Description of the task — Copy the listing below line for line, from its opening line to the one with "for (i, a) in", both included; stop there.

---

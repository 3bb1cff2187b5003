//! Dense distance matrix.

use crate::models::Customer;

/// A dense n×n distance matrix stored in row-major order, indexed by
/// customer id.
///
/// # Examples
///
/// ```
/// use u_savings::models::Customer;
/// use u_savings::distance::DistanceMatrix;
///
/// let customers = vec![
///     Customer::depot(0.0, 0.0),
///     Customer::new(1, 0.0, 10.0, 5),
///     Customer::new(2, 0.0, 20.0, 5),
/// ];
/// let dm = DistanceMatrix::euclidean(&customers);
/// assert_eq!(dm.size(), 3);
/// assert!((dm.get(1, 2) - 10.0).abs() < 1e-10);
/// ```
#[derive(Debug, Clone, PartialEq)]
pub struct DistanceMatrix {
    data: Vec<f64>,
    size: usize,
}

impl DistanceMatrix {
    /// Computes the Euclidean matrix of the given customers, in slice order.
    pub fn euclidean(customers: &[Customer]) -> Self {
        let size = customers.len();
        let mut data = vec![0.0; size * size];
        for (i, a) in customers.iter().enumerate() {
            for (j, b) in customers.iter().enumerate().skip(i + 1) {
                let d = a.distance_to(b);
                data[i * size + j] = d;
                data[j * size + i] = d;
            }
        }
        Self { data, size }
    }

    /// Builds a matrix from explicit rows.
    ///
    /// Returns `None` unless every row has exactly as many entries as there
    /// are rows.
    pub fn from_rows(rows: Vec<Vec<f64>>) -> Option<Self> {
        let size = rows.len();
        if rows.iter().any(|row| row.len() != size) {
            return None;
        }
        Some(Self {
            data: rows.into_iter().flatten().collect(),
            size,
        })
    }

    /// Distance from `from` to `to`.
    ///
    /// # Panics
    ///
    /// Panics if either id is out of bounds.
    pub fn get(&self, from: usize, to: usize) -> f64 {
        self.data[from * self.size + to]
    }

    /// Number of locations.
    pub fn size(&self) -> usize {
        self.size
    }

    /// Returns `true` if `d(i, j)` and `d(j, i)` agree within `tol` everywhere.
    pub fn is_symmetric(&self, tol: f64) -> bool {
        (0..self.size).all(|i| {
            ((i + 1)..self.size).all(|j| (self.get(i, j) - self.get(j, i)).abs() <= tol)
        })
    }
}
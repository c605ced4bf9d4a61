//! Data models for the keyglow engine.
//!
//! This module contains the core data structures used throughout the crate:
//! - [`HighlightConfig`] / [`ConfigPatch`]: the active configuration and the partial updates merged over it
//! - [`DocumentSnapshot`]: an immutable view of an open document supplied by the host
//! - [`CharRange`]: character-offset ranges produced by the match finder
//! - [`keywords`]: the static language → keyword table
//! - [`MAX_DOCUMENT_CHARS`]: the oversized-document guard constant
//!
//! # Architecture Note
//!
//! Config types derive `Serialize`/`Deserialize` so hosts can marshal settings
//! as plain data; nothing here performs I/O. The configuration is replaced
//! wholesale on update (see [`crate::state::StateManager`]), never mutated
//! field by field.

pub mod config;
pub mod document;
pub mod keywords;

pub use config::{ConfigError, ConfigPatch, HighlightConfig, DEFAULT_INTERVAL_MS, DEFAULT_PALETTE};
pub use document::{CharRange, DocumentId, DocumentSnapshot, Position, MAX_DOCUMENT_CHARS};
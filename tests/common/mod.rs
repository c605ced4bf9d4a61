//! Shared fixtures for the integration tests: a recording surface, a fixed
//! random source, and a static workspace.

#![allow(dead_code)]

use keyglow::models::CharRange;
use keyglow::services::StyleDescriptor;
use keyglow::{DocumentSnapshot, EditorSurface, RandomSource, StyleSlot, WorkspaceHost};
use std::sync::atomic::{AtomicBool, Ordering};
use std::sync::{Arc, Mutex};

/// One recorded call against a [`RecordingSurface`].
#[derive(Debug, Clone, PartialEq)]
pub enum SurfaceCall {
    Apply {
        slot: StyleSlot,
        style: StyleDescriptor,
        ranges: Vec<CharRange>,
    },
    Clear {
        slot: StyleSlot,
    },
}

/// Surface that records every decoration call for later assertions.
pub struct RecordingSurface {
    document: Mutex<DocumentSnapshot>,
    calls: Mutex<Vec<SurfaceCall>>,
    live: AtomicBool,
}

impl RecordingSurface {
    pub fn new(document: DocumentSnapshot) -> Arc<Self> {
        Arc::new(Self {
            document: Mutex::new(document),
            calls: Mutex::new(Vec::new()),
            live: AtomicBool::new(true),
        })
    }

    pub fn set_live(&self, live: bool) {
        self.live.store(live, Ordering::SeqCst);
    }

    pub fn set_text(&self, text: &str) {
        self.document.lock().unwrap().text = text.to_string();
    }

    pub fn calls(&self) -> Vec<SurfaceCall> {
        self.calls.lock().unwrap().clone()
    }

    /// Drain the recorded calls, returning what happened since the last take.
    pub fn take_calls(&self) -> Vec<SurfaceCall> {
        std::mem::take(&mut *self.calls.lock().unwrap())
    }

    pub fn applies(&self) -> Vec<SurfaceCall> {
        self.calls()
            .into_iter()
            .filter(|call| matches!(call, SurfaceCall::Apply { .. }))
            .collect()
    }

    /// Number of refreshes observed, counting each full clear pass once.
    pub fn refresh_count(calls: &[SurfaceCall]) -> usize {
        calls
            .iter()
            .filter(|call| matches!(call, SurfaceCall::Clear { slot: StyleSlot::Palette(0) }))
            .count()
    }
}

impl EditorSurface for RecordingSurface {
    fn document(&self) -> DocumentSnapshot {
        self.document.lock().unwrap().clone()
    }

    fn apply_decorations(&self, slot: StyleSlot, style: &StyleDescriptor, ranges: &[CharRange]) {
        self.calls.lock().unwrap().push(SurfaceCall::Apply {
            slot,
            style: style.clone(),
            ranges: ranges.to_vec(),
        });
    }

    fn clear_decorations(&self, slot: StyleSlot) {
        self.calls.lock().unwrap().push(SurfaceCall::Clear { slot });
    }

    fn is_live(&self) -> bool {
        self.live.load(Ordering::SeqCst)
    }
}

/// Random source that always returns the same draw.
pub struct FixedRandom(pub f64);

impl RandomSource for FixedRandom {
    fn next_unit(&self) -> f64 {
        self.0
    }
}

/// Workspace with an explicit editor list.
pub struct StaticWorkspace {
    editors: Mutex<Vec<Arc<RecordingSurface>>>,
}

impl StaticWorkspace {
    pub fn new(editors: Vec<Arc<RecordingSurface>>) -> Arc<Self> {
        Arc::new(Self {
            editors: Mutex::new(editors),
        })
    }

    pub fn add_editor(&self, editor: Arc<RecordingSurface>) {
        self.editors.lock().unwrap().push(editor);
    }
}

impl WorkspaceHost for StaticWorkspace {
    fn visible_editors(&self) -> Vec<Arc<dyn EditorSurface>> {
        self.editors
            .lock()
            .unwrap()
            .iter()
            .map(|editor| Arc::clone(editor) as Arc<dyn EditorSurface>)
            .collect()
    }
}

---

Finished task —
repository 3bb1cff2187b5003
//! Dense distance matrix.

use crate::models::Customer;

/// A dense n×n distance matrix stored in row-major order, indexed by
/// customer id.
///
/// # Examples
///
/// ```
/// use u_savings::models::Customer;
/// use u_savings::distance::DistanceMatrix;
///
/// let customers = vec![
///     Customer::depot(0.0, 0.0),
///     Customer::new(1, 0.0, 10.0, 5),
///     Customer::new(2, 0.0, 20.0, 5),
/// ];
/// let dm = DistanceMatrix::euclidean(&customers);
/// assert_eq!(dm.size(), 3);
/// assert!((dm.get(1, 2) - 10.0).abs() < 1e-10);
/// ```
#[derive(Debug, Clone, PartialEq)]
pub struct DistanceMatrix {
    data: Vec<f64>,
    size: usize,
}

impl DistanceMatrix {
    /// Computes the Euclidean matrix of the given customers, in slice order.
    pub fn euclidean(customers: &[Customer]) -> Self {
        let size = customers.len();
        let mut data = vec![0.0; size * size];
        for (i, a) in customers.iter().enumerate() {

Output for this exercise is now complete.